** Try it **
The result should be every line of the listing that contains "format".

** Record excerpts **
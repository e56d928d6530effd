use model::{core::value::ValueKind, records::batch::RecordError};
use serde::Serialize;
use thiserror::Error;

/// A cell-scoped rendering failure. It is displayed in place of the value
/// and never aborts the rest of the row.
#[derive(Debug, Clone, PartialEq, Error, Serialize)]
pub enum RenderError {
    #[error("Wrong type for {role} column {column_id}: {expected} expected, {actual} found")]
    WrongType {
        role: String,
        column_id: String,
        expected: ValueKind,
        actual: ValueKind,
    },
}

impl RenderError {
    pub fn column_id(&self) -> &str {
        match self {
            RenderError::WrongType { column_id, .. } => column_id,
        }
    }
}

/// Errors reported by the table manager while executing a query.
#[derive(Debug, Error)]
pub enum ManagerError {
    /// The engine rejected or failed the query.
    #[error("Query failed: {0}")]
    Query(String),

    /// The engine returned a malformed result set.
    #[error("Invalid result: {0}")]
    Result(#[from] RecordError),

    /// An expected output column is missing from the result.
    #[error("Missing output column: {0}")]
    MissingColumn(String),
}

#[derive(Debug, Error)]
pub enum SettingsError {
    #[error("Failed to parse settings: {0}")]
    Json(#[from] serde_json::Error),

    #[error("Invalid setting `{key}`: {reason}")]
    Invalid { key: String, reason: String },
}

/// Hard errors: composition bugs and failed operations. These always
/// propagate to the caller.
#[derive(Debug, Error)]
pub enum ColumnError {
    /// A joined reference declares no join key.
    #[error("Join on `{table}` has no join key")]
    EmptyJoinKey { table: String },

    /// A reference with an empty table or field name.
    #[error("Invalid column reference: {0}")]
    InvalidReference(String),

    /// Two different references were requested under the same output alias.
    #[error("Output alias `{0}` is bound to two different columns")]
    DuplicateAlias(String),

    /// A query was requested without any output column.
    #[error("Query has no output columns")]
    EmptyProjection,

    /// A primary key column holds a value of the wrong type.
    #[error("{column_id} is expected to be {expected}, got {actual}")]
    PrimaryKeyType {
        column_id: String,
        expected: ValueKind,
        actual: ValueKind,
    },

    #[error("Table manager error: {0}")]
    Manager(#[from] ManagerError),
}
use std::fmt::Write;

/// Wraps `s` in single quotes, doubling any embedded single quote.
pub fn quote_sql_string(s: &str) -> String {
    let mut out = String::with_capacity(s.len() + 2);
    out.push('\'');

    for ch in s.chars() {
        if ch == '\'' {
            out.push('\'');
        }
        out.push(ch);
    }

    out.push('\'');
    out
}

/// Lowercase hex encoding, two digits per byte.
pub fn encode_hex(bytes: &[u8]) -> String {
    let mut out = String::with_capacity(2 * bytes.len());
    for b in bytes {
        // Writing into a String cannot fail.
        let _ = write!(&mut out, "{b:02x}");
    }
    out
}
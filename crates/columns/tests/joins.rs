mod common;

use columns::{
    CellContent, Column, ColumnError, ColumnOrSet, ColumnSet, TableManager, TableView,
    column_set::entity::{EntityColumnSet, EntitySetParams},
    entity::EntityTable,
};
use common::FakeManager;
use model::core::value::Value;

fn thread_set(not_null: bool) -> EntityColumnSet {
    EntityColumnSet::new(
        "utid",
        EntityTable::thread(),
        EntitySetParams {
            title: Some("thread".to_string()),
            not_null,
            ..Default::default()
        },
    )
}

fn discovered_column(set: &EntityColumnSet, key: &str) -> Column {
    match set.discover().into_iter().find(|d| d.key == key).map(|d| d.column) {
        Some(ColumnOrSet::Column(column)) => column,
        _ => panic!("{key} is not a column of {}", set.title()),
    }
}

fn discovered_set(set: &EntityColumnSet, key: &str) -> EntityColumnSet {
    match set.discover().into_iter().find(|d| d.key == key).map(|d| d.column) {
        Some(ColumnOrSet::Set(ColumnSet::Entity(nested))) => nested,
        _ => panic!("{key} is not an entity set of {}", set.title()),
    }
}

#[test]
fn columns_sharing_an_ancestor_share_its_join() {
    let manager = FakeManager::new("slice");
    let thread = thread_set(false);
    let process = discovered_set(&thread, "upid");

    let mut view = TableView::new();
    view.add(thread.entity_column());
    view.add(discovered_column(&thread, "tid"));
    view.add(discovered_column(&thread, "start_ts"));
    view.add(process.entity_column());
    view.add(discovered_column(&process, "pid"));

    let query = manager.state().page_query(&view.projections()).unwrap();

    assert_eq!(query.join_count, 2);
    assert_eq!(query.sql.matches(r#"JOIN "thread""#).count(), 1);
    assert_eq!(query.sql.matches(r#"JOIN "process""#).count(), 1);
    assert!(query.sql.contains(
        r#"LEFT OUTER JOIN "process" AS "process_1" ON ("process_1"."id" = "thread_0"."upid")"#
    ));
    assert!(query.columns.contains(&"process[id=thread[id=utid].upid].pid".to_string()));
}

#[test]
fn not_null_hint_selects_inner_join() {
    let manager = FakeManager::new("sched");

    let mut inner = TableView::new();
    inner.add_initial(&ColumnSet::Entity(thread_set(true)));
    let sql = manager.state().page_query(&inner.projections()).unwrap().sql;
    assert!(sql.contains(r#"INNER JOIN "thread" AS "thread_0""#));
    assert!(!sql.contains("LEFT OUTER JOIN"));

    let mut outer = TableView::new();
    outer.add_initial(&ColumnSet::Entity(thread_set(false)));
    let sql = manager.state().page_query(&outer.projections()).unwrap().sql;
    assert!(sql.contains(r#"LEFT OUTER JOIN "thread" AS "thread_0""#));
    assert!(!sql.contains("INNER JOIN"));
}

#[test]
fn mixed_hints_fall_back_to_outer_join() {
    let manager = FakeManager::new("sched");
    let mut view = TableView::new();
    view.add(thread_set(true).entity_column());
    view.add(discovered_column(&thread_set(false), "end_ts"));

    let query = manager.state().page_query(&view.projections()).unwrap();
    assert_eq!(query.join_count, 1);
    assert!(query.sql.contains(r#"LEFT OUTER JOIN "thread" AS "thread_0""#));
}

#[tokio::test]
async fn null_and_mistyped_values_render_per_cell() {
    let manager = FakeManager::new("slice").with_rows(
        &["ts", "dur", "slice_id", "utid"],
        vec![
            vec![Value::Null, Value::Null, Value::Null, Value::Null],
            vec![
                Value::from("yesterday"),
                Value::Float(0.5),
                Value::from("12"),
                Value::Bytes(vec![1]),
            ],
            vec![Value::Int(2_000_000_000), Value::Int(1_500_000_000), Value::Int(12), Value::Int(3)],
        ],
    );

    let mut view = TableView::new();
    view.add(Column::timestamp("ts"));
    view.add(Column::duration("dur"));
    view.add(Column::id_ref("slice_id", "slice"));
    view.add(Column::entity("utid", EntityTable::thread(), false));

    let page = view.load(&manager).await.unwrap();

    assert!(page.rows[0].iter().all(|cell| cell.is_null()));

    let errors: Vec<&str> = page.rows[1]
        .iter()
        .map(|cell| cell.error().map(|e| e.column_id()).unwrap_or_default())
        .collect();
    assert_eq!(errors, vec!["ts", "dur", "slice_id", "utid"]);

    let valid = &page.rows[2];
    assert_eq!(valid[0].content, CellContent::Timestamp(2_000_000_000));
    assert_eq!(valid[1].text(), "1s 500ms");
    assert_eq!(valid[2].text(), "12");
    assert_eq!(valid[3].text(), "thread 3");
}

#[tokio::test]
async fn primary_key_type_error_fails_the_page() {
    let manager = FakeManager::new("thread").with_rows(&["utid"], vec![vec![Value::from("main")]]);
    let mut view = TableView::new();
    view.add(Column::primary_key("utid", "thread"));

    let err = view.load(&manager).await.unwrap_err();
    assert!(matches!(err, ColumnError::PrimaryKeyType { ref column_id, .. } if column_id == "utid"));
}

#[tokio::test]
async fn empty_view_is_rejected() {
    let manager = FakeManager::new("slice");
    let err = TableView::new().load(&manager).await.unwrap_err();
    assert!(matches!(err, ColumnError::EmptyProjection));
    assert!(manager.issued().await.is_empty());
}
use crate::sql_column::SqlColumn;
use model::core::value::Value;
use planner::query::ast::{common::OrderDir, expr::BinaryOperator};
use serde::Serialize;

/// A predicate appended to the WHERE clause of the table query.
#[derive(Debug, Clone, PartialEq, Serialize)]
#[serde(tag = "type", rename_all = "snake_case")]
pub enum Filter {
    /// Caller-written SQL, embedded verbatim.
    Raw { sql: String },
    /// A comparison on a column reference. Joined references pull their
    /// joins into the query.
    Column { column: SqlColumn, op: FilterOp },
}

#[derive(Debug, Clone, PartialEq, Serialize)]
#[serde(tag = "op", content = "value", rename_all = "snake_case")]
pub enum FilterOp {
    IsNull,
    IsNotNull,
    Eq(Value),
    NotEq(Value),
    Gt(Value),
    GtEq(Value),
    Lt(Value),
    LtEq(Value),
    Glob(String),
}

impl Filter {
    pub fn raw(sql: impl Into<String>) -> Self {
        Filter::Raw { sql: sql.into() }
    }

    pub fn column(column: SqlColumn, op: FilterOp) -> Self {
        Filter::Column { column, op }
    }

    /// Short description for menus and filter chips.
    pub fn label(&self) -> String {
        match self {
            Filter::Raw { sql } => sql.clone(),
            Filter::Column { column, op } => {
                let id = column.id();
                match op {
                    FilterOp::IsNull => format!("{id} is null"),
                    FilterOp::IsNotNull => format!("{id} is not null"),
                    FilterOp::Glob(pattern) => format!("{id} glob {}", Value::from(pattern.as_str())),
                    other => match other.comparison() {
                        Some((op, value)) => format!("{id} {} {value}", operator_symbol(op)),
                        None => id,
                    },
                }
            }
        }
    }
}

impl FilterOp {
    /// The binary comparison behind this operator, if any.
    pub fn comparison(&self) -> Option<(BinaryOperator, Value)> {
        let pair = match self {
            FilterOp::Eq(v) => (BinaryOperator::Eq, v.clone()),
            FilterOp::NotEq(v) => (BinaryOperator::NotEq, v.clone()),
            FilterOp::Gt(v) => (BinaryOperator::Gt, v.clone()),
            FilterOp::GtEq(v) => (BinaryOperator::GtEq, v.clone()),
            FilterOp::Lt(v) => (BinaryOperator::Lt, v.clone()),
            FilterOp::LtEq(v) => (BinaryOperator::LtEq, v.clone()),
            FilterOp::Glob(pattern) => (BinaryOperator::Glob, Value::from(pattern.as_str())),
            FilterOp::IsNull | FilterOp::IsNotNull => return None,
        };
        Some(pair)
    }
}

fn operator_symbol(op: BinaryOperator) -> &'static str {
    match op {
        BinaryOperator::Eq => "=",
        BinaryOperator::NotEq => "!=",
        BinaryOperator::Lt => "<",
        BinaryOperator::LtEq => "<=",
        BinaryOperator::Gt => ">",
        BinaryOperator::GtEq => ">=",
        BinaryOperator::Glob => "glob",
        BinaryOperator::And => "and",
        BinaryOperator::Or => "or",
    }
}

#[derive(Debug, Clone, Copy, PartialEq, Eq, Serialize)]
#[serde(rename_all = "lowercase")]
pub enum SortDirection {
    Asc,
    Desc,
}

impl From<SortDirection> for OrderDir {
    fn from(direction: SortDirection) -> Self {
        match direction {
            SortDirection::Asc => OrderDir::Asc,
            SortDirection::Desc => OrderDir::Desc,
        }
    }
}

#[derive(Debug, Clone, PartialEq, Serialize)]
pub struct SortSpec {
    pub column: SqlColumn,
    pub direction: SortDirection,
}

impl SortSpec {
    pub fn asc(column: SqlColumn) -> Self {
        SortSpec {
            column,
            direction: SortDirection::Asc,
        }
    }

    pub fn desc(column: SqlColumn) -> Self {
        SortSpec {
            column,
            direction: SortDirection::Desc,
        }
    }
}

#[cfg(test)]
mod tests {
    use super::*;
    use crate::sql_column::SourceTable;

    #[test]
    fn test_filter_labels() {
        let name = SqlColumn::joined(
            "name",
            SourceTable::new("thread").join_on("id", SqlColumn::field("utid")),
        );

        assert_eq!(
            Filter::column(name.clone(), FilterOp::Eq(Value::from("main"))).label(),
            "thread[id=utid].name = 'main'"
        );
        assert_eq!(
            Filter::column(name, FilterOp::IsNull).label(),
            "thread[id=utid].name is null"
        );
        assert_eq!(
            Filter::column(SqlColumn::field("dur"), FilterOp::GtEq(Value::Int(5))).label(),
            "dur >= 5"
        );
        assert_eq!(Filter::raw("dur > 0").label(), "dur > 0");
    }

    #[test]
    fn test_filter_serializes_for_ui() {
        let filter = Filter::column(SqlColumn::field("utid"), FilterOp::Eq(Value::Int(3)));
        let json = serde_json::to_value(&filter).unwrap();
        assert_eq!(json["type"], "column");
        assert_eq!(json["op"]["op"], "eq");
        assert_eq!(json["op"]["value"]["Int"], 3);
    }
}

** Written reply **
                    FilterOp::IsNull => format!("{id} is null"),
                    FilterOp::IsNotNull => format!("{id} is not null"),
                    FilterOp::Glob(pattern) => format!("{id} glob {}", Value::from(pattern.as_str())),
                        Some((op, value)) => format!("{id} {} {value}", operator_symbol(op)),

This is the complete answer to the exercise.